Monday, July 07, 2008

PROSECUTION & EXECUTION OF GEORGE W. BUSH : VINCENT BUGLIOSIE


King Louis XVI being executed 1793 by Guillotine- Good Enough for Louis it's Good Enough for King George W. Bush. Justice for despots. Bush had no problem putting people to death and even made light of it . So much for Compassionater Conservatism.
In America one can be put in jail for seven years for possession of a single joint of Marijuana yet you kill a few hundred thousand foreingers to steal their oil or just for the hell of it and you get re-elected as president and enter the Hall of Fame. Torture, murder of foreigners doesn't count for Americans nor does lynching black kids just for fun cause that's the American way.

Note: A form of capital punishment by using a device called a "guillotine" after its inventor (Joseph Guillotin), developed in France, to "humanely" inflict the death penalty through instant decapitation by the dropping of a weighted and sharp metal blade onto the restrained neck of a convict.
from Legal Dictionary.org/Duhaime
for more see: essortment/Guillotine History

Of course being Canadian I'm not sure about capital punishment in any case so life imprisonment with Karl Rove by his side might be best.
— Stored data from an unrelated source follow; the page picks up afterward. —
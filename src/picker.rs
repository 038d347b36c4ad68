use anyhow::Result;
use log::warn;
use serde::{Deserialize, Serialize};
use tauri::AppHandle;
use tauri_plugin_dialog::DialogExt;

use crate::models::ImageRef;

#[derive(Debug, Clone, Copy, Serialize, Deserialize, PartialEq, Eq)]
#[serde(rename_all = "camelCase")]
pub enum SourceKind {
    Camera,
    Gallery,
}

/// Outcome of asking the device for an image. Cancellation is a normal
/// outcome, never an error; a denied permission is reported separately so
/// the workflow can tell the user instead of silently doing nothing.
#[derive(Debug, Clone, PartialEq, Eq)]
pub enum PickOutcome {
    Selected(ImageRef),
    Cancelled,
    PermissionDenied,
}

/// Capability boundary around the device's media pickers. Content, size and
/// format of the returned image are deliberately not validated here.
pub trait ImageSource: Send + Sync {
    fn request_image(&self, kind: SourceKind) -> Result<PickOutcome>;
}

/// Production source backed by the system file dialog.
pub struct DialogImageSource {
    app: AppHandle,
}

impl DialogImageSource {
    pub fn new(app: AppHandle) -> Self {
        Self { app }
    }
}

impl ImageSource for DialogImageSource {
    fn request_image(&self, kind: SourceKind) -> Result<PickOutcome> {
        match kind {
            SourceKind::Gallery => {
                let picked = self
                    .app
                    .dialog()
                    .file()
                    .add_filter("Images", &["jpg", "jpeg", "png"])
                    .blocking_pick_file();

                Ok(match picked {
                    Some(path) => PickOutcome::Selected(ImageRef::new(path.to_string())),
                    None => PickOutcome::Cancelled,
                })
            }
            SourceKind::Camera => {
                // Desktop builds have no direct camera capture path; the UI
                // hides the camera button there, but the contract still
                // resolves to a cancellation rather than an error.
                warn!("camera capture requested but unavailable on this platform");
                Ok(PickOutcome::Cancelled)
            }
        }
    }
}
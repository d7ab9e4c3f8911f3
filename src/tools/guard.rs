//! Read-only statement guard
//!
//! When the server runs read-only, an `execute_query` statement must parse as
//! exactly one of:
//! - a query (SELECT, WITH, VALUES, set operations) that writes nothing:
//!   no `SELECT ... INTO`, no row locks, no data-modifying CTE
//! - SHOW
//! - EXPLAIN of such a query
//!
//! Parsing tries the Redshift dialect first, then PostgreSQL.

use crate::errors::{BridgeError, Result};
use sqlparser::ast::{Query, SetExpr, Statement};
use sqlparser::dialect::{Dialect, PostgreSqlDialect, RedshiftSqlDialect};
use sqlparser::parser::{Parser, ParserError};

/// Statement guard for `execute_query`
#[derive(Debug, Clone, Copy, Default)]
pub struct SqlGuard {
    read_only: bool,
}

impl SqlGuard {
    /// Create new guard
    pub fn new(read_only: bool) -> Self {
        Self { read_only }
    }

    pub fn is_read_only(&self) -> bool {
        self.read_only
    }

    /// Reject statements the server is not allowed to run
    pub fn check(&self, sql: &str) -> Result<()> {
        if !self.read_only {
            return Ok(());
        }

        let statements = parse(sql)?;
        let statement = match statements.as_slice() {
            [] => return Err(BridgeError::InvalidArgument("statement is empty".to_string())),
            [single] => single,
            _ => {
                return Err(BridgeError::InvalidArgument(
                    "only a single statement is allowed in read-only mode".to_string(),
                ))
            }
        };

        if is_read_only_statement(statement) {
            Ok(())
        } else {
            Err(BridgeError::InvalidArgument(format!(
                "statement '{}' is not allowed in read-only mode",
                summarize(statement)
            )))
        }
    }
}

fn parse(sql: &str) -> Result<Vec<Statement>> {
    let dialects: [&dyn Dialect; 2] = [&RedshiftSqlDialect {}, &PostgreSqlDialect {}];
    let mut first_error: Option<ParserError> = None;
    for dialect in dialects {
        match Parser::parse_sql(dialect, sql) {
            Ok(statements) => return Ok(statements),
            Err(err) => {
                first_error.get_or_insert(err);
            }
        }
    }
    let reason = first_error.map_or_else(|| "unparseable statement".to_string(), |err| err.to_string());
    Err(BridgeError::InvalidArgument(format!(
        "read-only mode could not parse statement: {}",
        reason
    )))
}

fn is_read_only_statement(statement: &Statement) -> bool {
    match statement {
        Statement::Query(query) => is_read_only_query(query),
        Statement::Explain { statement, .. } => is_read_only_statement(statement),
        Statement::ShowVariable { .. } | Statement::ShowTables { .. } | Statement::ShowColumns { .. } => {
            true
        }
        _ => false,
    }
}

fn is_read_only_query(query: &Query) -> bool {
    if !query.locks.is_empty() {
        return false;
    }
    let ctes_read_only = query
        .with
        .as_ref()
        .map_or(true, |with| with.cte_tables.iter().all(|cte| is_read_only_query(&cte.query)));
    ctes_read_only && is_read_only_body(&query.body)
}

fn is_read_only_body(body: &SetExpr) -> bool {
    match body {
        SetExpr::Select(select) => select.into.is_none(),
        SetExpr::Query(query) => is_read_only_query(query),
        SetExpr::SetOperation { left, right, .. } => is_read_only_body(left) && is_read_only_body(right),
        SetExpr::Values(_) | SetExpr::Table(_) => true,
        _ => false,
    }
}

/// Leading words of the statement for error messages
fn summarize(statement: &Statement) -> String {
    let text = statement.to_string();
    let words: Vec<&str> = text.split_whitespace().take(4).collect();
    words.join(" ")
}

#[cfg(test)]
mod tests {
    use super::*;

    fn guard() -> SqlGuard {
        SqlGuard::new(true)
    }

    fn rejected(sql: &str) -> bool {
        matches!(guard().check(sql), Err(BridgeError::InvalidArgument(_)))
    }

    #[test]
    fn test_disabled_guard_allows_anything() {
        assert!(SqlGuard::new(false).check("drop table users").is_ok());
        assert!(SqlGuard::new(false).check("not even sql").is_ok());
    }

    #[test]
    fn test_read_statements_allowed() {
        for sql in [
            "select 1",
            "SELECT * FROM analytics.events;",
            "  with t as (select 1) select * from t",
            "-- leading comment\nselect 1",
            "/* block */ explain select 1",
            "(select 1) union (select 2)",
            "show search_path",
            "values (1), (2)",
        ] {
            assert!(guard().check(sql).is_ok(), "{}", sql);
        }
    }

    #[test]
    fn test_writes_rejected() {
        for sql in [
            "insert into t values (1)",
            "DELETE FROM t",
            "update t set a = 1",
            "drop table t",
            "create table t (a int)",
        ] {
            assert!(rejected(sql), "{}", sql);
        }
    }

    #[test]
    fn test_select_into_rejected() {
        assert!(rejected("select * into analytics.events_copy from analytics.events"));
        assert!(rejected("with e as (select 1 as a) select a into tmp_a from e"));
        assert!(rejected("select 1 union select * into t2 from t"));
    }

    #[test]
    fn test_row_locks_rejected() {
        assert!(rejected("select * from t for update"));
    }

    #[test]
    fn test_explain_of_write_rejected() {
        assert!(rejected("explain analyze delete from t"));
        assert!(rejected("explain select * into t2 from t"));
    }

    #[test]
    fn test_multiple_statements_rejected() {
        let err = guard().check("select 1; drop table t").unwrap_err();
        assert!(err.to_string().contains("single statement"));
    }

    #[test]
    fn test_semicolons_in_literals_ignored() {
        assert!(guard().check("select ';' as a, \"x;y\" from t").is_ok());
        assert!(guard().check("select $1, $2").is_ok());
        assert!(guard().check("select 1 -- ; drop table t").is_ok());
    }

    #[test]
    fn test_empty_and_unparseable_rejected() {
        assert!(rejected("-- nothing here"));
        assert!(rejected("select 'open"));
        assert!(rejected("selec 1"));
    }
}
" If the charges are true, of course Bush should have been impeached, convicted, and removed from office. That's almost too self-evident to state. But he deserves much more than impeachment. " Vincent Bugliosie

**Indeed, Bush himself, ironically, would be the last person who would quarrel with the proposition that being guilty of mass murder (even one murder, by his lights) calls for the death penalty as opposed to life imprisonment. As governor of Texas, Bush had the highest execution rate of any governor in American history..." Vincent Bugliosie

For this post I am simply copying and recycling Vincent Bugliosie 's article about Prosecuting , Imprisoning and possibly under the law executing President George W. Bush for his crimes especially in relation to his unwarranted deadly invasion of Iraq. Bugliosie says that by definition Bush is guilty of mass murder and given Bush's stance on capital punishment that given the facts Bush should if found guilty be executed. Republicans, conservatives and Neocons are all in favor of capital punishment and so surely could not object to using it in the case of Bush or others who might be found guilty of murder . Otherwise they could be accused by people like Ann Coulter of coddling criminals and murderers .

So what method should be use the rope, electric chair, lethal injection or the dood old Gillotine.

One of the reasons I feel it is important to get this article as much exposure on the internet as possible since it appears the Mass Media in America and elsewhere have done their best to ignore Bugliosie's book or just dismiss it out of hand as if it were written by some crackpot with a tinfoil hat. But this is to be expected from the American Mass media who are the pawns of the likes of Murdock and the MegaCorporations who helped put Bush and his extremist Neocon Religious Right friends into power in the first place .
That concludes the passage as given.